(Collected data entries)

#####

impl SchedulingService {
    pub fn new(
        db: Arc<DbPool>,
        event_sender: Option<EventSender>,
        config: SchedulingConfig,
    ) -> Self {
        Self {
            db,
            event_sender,
            config,
        }
    }

    /// Checks a candidate against every non-completed allocation at the same
    /// work center. Allocations without an end occupy the configured default
    /// duration.
    #[instrument(skip(self, candidate), fields(work_center_id = %candidate.work_center_id))]
    pub async fn validate(
        &self,
        candidate: &CandidateAllocation,
    ) -> Result<ValidationOutcome, ServiceError> {
        let candidate_end = candidate.scheduled_end.unwrap_or(
            candidate.scheduled_start
                + Duration::minutes(self.config.default_allocation_minutes),
        );
        if candidate_end <= candidate.scheduled_start {
            return Err(ServiceError::Validation(format!(
                "Scheduled end {} is not after start {}",
                candidate_end, candidate.scheduled_start
            )));
        }

        let db = &*self.db;
        let mut outcome = ValidationOutcome::default();

        match WorkCenter::find_by_id(candidate.work_center_id)
            .one(db)
            .await
            .map_err(ServiceError::db)?
        {
            Some(work_center) if !work_center.is_active => {
                outcome
                    .warnings
                    .push(format!("Work center {} is inactive", work_center.code));
            }
            Some(_) => {}
            None => {
                outcome.reference_errors.push(format!(
                    "Work center {} not found",
                    candidate.work_center_id
                ));
            }
        }

        if ProductionOrder::find_by_id(candidate.order_id)
            .one(db)
            .await
            .map_err(ServiceError::db)?
            .is_none()
        {
            outcome
                .reference_errors
                .push(format!("Order {} not found", candidate.order_id));
        }

        let existing = WorkCenterAllocation::find()
            .filter(work_center_allocation::Column::WorkCenterId.eq(candidate.work_center_id))
            .filter(work_center_allocation::Column::Status.ne(AllocationStatus::Completed))
            .all(db)
            .await
            .map_err(ServiceError::db)?;

        for allocation in existing {
            let existing_end =
                allocation.effective_end(self.config.default_allocation_minutes);
            if candidate.scheduled_start < existing_end
                && candidate_end > allocation.scheduled_start
            {
                outcome.conflicts.push(AllocationConflict {
                    allocation_id: allocation.id,
                    order_id: allocation.order_id,
                    scheduled_start: allocation.scheduled_start,
                    scheduled_end: existing_end,
                });
            }
        }

        Ok(outcome)
    }

    /// Validates and persists an allocation with status not_started.
    #[instrument(skip(self, input), fields(work_center_id = %input.work_center_id))]
    pub async fn schedule(
        &self,
        input: ScheduleAllocation,
    ) -> Result<work_center_allocation::Model, ServiceError> {
        let outcome = self.validate(&input.candidate()).await?;
        if !outcome.reference_errors.is_empty() {
            return Err(ServiceError::NotFound(outcome.reference_errors.join("; ")));
        }
        if !outcome.conflicts.is_empty() {
            return Err(ServiceError::SchedulingConflict {
                conflicts: outcome.conflicts,
            });
        }
        for warning in &outcome.warnings {
            warn!(warning = %warning, "scheduling with warning");
        }

        let db = &*self.db;
        let txn = db.begin().await.map_err(ServiceError::db)?;

        let sequence_number = match input.sequence_number {
            Some(sequence) => sequence,
            None => {
                let last = WorkCenterAllocation::find()
                    .filter(
                        work_center_allocation::Column::WorkCenterId.eq(input.work_center_id),
                    )
                    .order_by_desc(work_center_allocation::Column::SequenceNumber)
                    .one(&txn)
                    .await
                    .map_err(ServiceError::db)?;
                last.map(|a| a.sequence_number + 1).unwrap_or(1)
            }
        };

        let now = Utc::now();
        let allocation = work_center_allocation::ActiveModel {
            id: Set(Uuid::new_v4()),
            work_center_id: Set(input.work_center_id),
            order_id: Set(input.order_id),
            step_id: Set(input.step_id),
            scheduled_start: Set(input.scheduled_start),
            scheduled_end: Set(input.scheduled_end),
            sequence_number: Set(sequence_number),
            status: Set(AllocationStatus::NotStarted),
            started_at: Set(None),
            completed_at: Set(None),
            status_changed_by: Set(None),
            created_at: Set(now),
            updated_at: Set(now),
        }
        .insert(&txn)
        .await
        .map_err(ServiceError::db)?;

        txn.commit().await.map_err(ServiceError::db)?;

        counter!("shopfloor.scheduling.allocations", 1);
        if let Some(sender) = &self.event_sender {
            sender
                .send_or_log(Event::AllocationScheduled {
                    allocation_id: allocation.id,
                    work_center_id: allocation.work_center_id,
                    order_id: allocation.order_id,
                    scheduled_start: allocation.scheduled_start,
                })
                .await;
        }

        info!(allocation_id = %allocation.id, "allocation scheduled");
        Ok(allocation)
    }

    /// Reassigns sequence numbers 1..N in the given order. Overlaps among
    /// the reordered set are not re-validated; the caller is trusted.
    #[instrument(skip(self, ordered_ids))]
    pub async fn reorder(
        &self,
        work_center_id: Uuid,
        ordered_ids: &[Uuid],
    ) -> Result<(), ServiceError> {
        let db = &*self.db;
        let allocations = WorkCenterAllocation::find()
            .filter(work_center_allocation::Column::WorkCenterId.eq(work_center_id))
            .all(db)
            .await
            .map_err(ServiceError::db)?;
        let by_id: HashMap<Uuid, work_center_allocation::Model> =
            allocations.into_iter().map(|a| (a.id, a)).collect();

        for id in ordered_ids {
            if !by_id.contains_key(id) {
                return Err(ServiceError::Validation(format!(
                    "Allocation {} does not belong to work center {}",
                    id, work_center_id
                )));
            }
        }

        let txn = db.begin().await.map_err(ServiceError::db)?;
        for (index, id) in ordered_ids.iter().enumerate() {
            let allocation = by_id[id].clone();
            let target = index as i32 + 1;
            if allocation.sequence_number != target {
                let mut active: work_center_allocation::ActiveModel = allocation.into();
                active.sequence_number = Set(target);
                active.updated_at = Set(Utc::now());
                active.update(&txn).await.map_err(ServiceError::db)?;
            }
        }
        txn.commit().await.map_err(ServiceError::db)?;

        Ok(())
    }

    /// Starts a scheduled run.
    #[instrument(skip(self))]
    pub async fn start_run(
        &self,
        allocation_id: Uuid,
        actor: &str,
    ) -> Result<work_center_allocation::Model, ServiceError> {
        self.transition_run(allocation_id, AllocationStatus::Running, actor)
            .await
    }

    /// Pauses a running allocation.
    #[instrument(skip(self))]
    pub async fn pause_run(
        &self,
        allocation_id: Uuid,
        actor: &str,
    ) -> Result<work_center_allocation::Model, ServiceError> {
        self.transition_run(allocation_id, AllocationStatus::Paused, actor)
            .await
    }

    /// Completes a run, releasing the work center.
    #[instrument(skip(self))]
    pub async fn complete_run(
        &self,
        allocation_id: Uuid,
        actor: &str,
    ) -> Result<work_center_allocation::Model, ServiceError> {
        self.transition_run(allocation_id, AllocationStatus::Completed, actor)
            .await
    }

    /// Deletes an allocation that has not started yet.
    #[instrument(skip(self))]
    pub async fn delete_allocation(&self, allocation_id: Uuid) -> Result<(), ServiceError> {
        let allocation = self.get_allocation(allocation_id).await?;
        if allocation.status != AllocationStatus::NotStarted {
            return Err(ServiceError::Conflict(format!(
                "Allocation {} has started and cannot be deleted (status {})",
                allocation_id, allocation.status
            )));
        }

        WorkCenterAllocation::delete_by_id(allocation_id)
            .exec(&*self.db)
            .await
            .map_err(ServiceError::db)?;

        if let Some(sender) = &self.event_sender {
            sender
                .send_or_log(Event::AllocationDeleted { allocation_id })
                .await;
        }

        Ok(())
    }

    /// Per-day utilization for the given work centers over a date range,
    /// inclusive. Minutes of non-completed allocations are clipped to each
    /// day before summing.
    #[instrument(skip(self, work_center_ids))]
    pub async fn capacity(
        &self,
        work_center_ids: &[Uuid],
        from_day: NaiveDate,
        to_day: NaiveDate,
    ) -> Result<Vec<DailyCapacity>, ServiceError> {
        if to_day < from_day {
            return Err(ServiceError::Validation(format!(
                "Range end {} is before start {}",
                to_day, from_day
            )));
        }

        let db = &*self.db;
        let allocations = WorkCenterAllocation::find()
            .filter(
                work_center_allocation::Column::WorkCenterId
                    .is_in(work_center_ids.iter().copied()),
            )
            .filter(work_center_allocation::Column::Status.ne(AllocationStatus::Completed))
            .all(db)
            .await
            .map_err(ServiceError::db)?;

        let capacity_minutes = self.config.daily_capacity_minutes;
        let mut report = Vec::new();
        for &work_center_id in work_center_ids {
            let mut day = from_day;
            loop {
                let day_start = day.and_time(NaiveTime::MIN).and_utc();
                let day_end = day_start + Duration::days(1);

                let allocated_minutes: i64 = allocations
                    .iter()
                    .filter(|a| a.work_center_id == work_center_id)
                    .map(|a| {
                        let start = a.scheduled_start.max(day_start);
                        let end = a
                            .effective_end(self.config.default_allocation_minutes)
                            .min(day_end);
                        if end > start {
                            (end - start).num_minutes()
                        } else {
                            0
                        }
                    })
                    .sum();

                report.push(DailyCapacity {
                    work_center_id,
                    day,
                    allocated_minutes,
                    capacity_minutes,
                    utilization_pct: allocated_minutes as f64 / capacity_minutes as f64 * 100.0,
                });

                if day >= to_day {
                    break;
                }
                day = match day.succ_opt() {
                    Some(next) => next,
                    None => break,
                };
            }
        }

        Ok(report)
    }

    /// Allocations at a work center in display order.
    #[instrument(skip(self))]
    pub async fn allocations_for_work_center(
        &self,
        work_center_id: Uuid,
    ) -> Result<Vec<work_center_allocation::Model>, ServiceError> {
        WorkCenterAllocation::find()
            .filter(work_center_allocation::Column::WorkCenterId.eq(work_center_id))
            .order_by_asc(work_center_allocation::Column::SequenceNumber)
            .all(&*self.db)
            .await
            .map_err(ServiceError::db)
    }

    async fn transition_run(
        &self,
        allocation_id: Uuid,
        target: AllocationStatus,
        actor: &str,
    ) -> Result<work_center_allocation::Model, ServiceError> {
        let allocation = self.get_allocation(allocation_id).await?;
        if !allocation.status.can_transition_to(&target) {
            return Err(ServiceError::Conflict(format!(
                "Allocation {} cannot transition from {} to {}",
                allocation_id, allocation.status, target
            )));
        }

        let old_status = allocation.status.clone();
        let started_at = allocation.started_at;
        let now = Utc::now();
        let mut active: work_center_allocation::ActiveModel = allocation.into();
        match &target {
            AllocationStatus::Running => {
                active.started_at = Set(started_at.or(Some(now)));
            }
            AllocationStatus::Completed => {
                active.completed_at = Set(Some(now));
            }
            AllocationStatus::Paused | AllocationStatus::NotStarted => {}
        }
        active.status = Set(target);
        active.status_changed_by = Set(Some(actor.to_string()));
        active.updated_at = Set(now);
        let updated = active.update(&*self.db).await.map_err(ServiceError::db)?;

        if let Some(sender) = &self.event_sender {
            sender
                .send_or_log(Event::AllocationStatusChanged {
                    allocation_id: updated.id,
                    old_status: old_status.to_string(),
                    new_status: updated.status.to_string(),
                })
                .await;
        }

        Ok(updated)
    }

    async fn get_allocation(
        &self,
        allocation_id: Uuid,
    ) -> Result<work_center_allocation::Model, ServiceError> {
        WorkCenterAllocation::find_by_id(allocation_id)
            .one(&*self.db)
            .await
            .map_err(ServiceError::db)?
            .ok_or_else(|| {
                ServiceError::NotFound(format!("Allocation {} not found", allocation_id))
            })
    }
}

#####

Exercise details:
Restate word for word the lines of the data above, starting at the line containing "if allocation.sequence_number != target" and ending at the line containing "active.updated_at = Set(Utc::now());", both included, and nothing more.

Written solution:
            if allocation.sequence_number != target {
                let mut active: work_center_allocation::ActiveModel = allocation.into();
                active.sequence_number = Set(target);
                active.updated_at = Set(Utc::now());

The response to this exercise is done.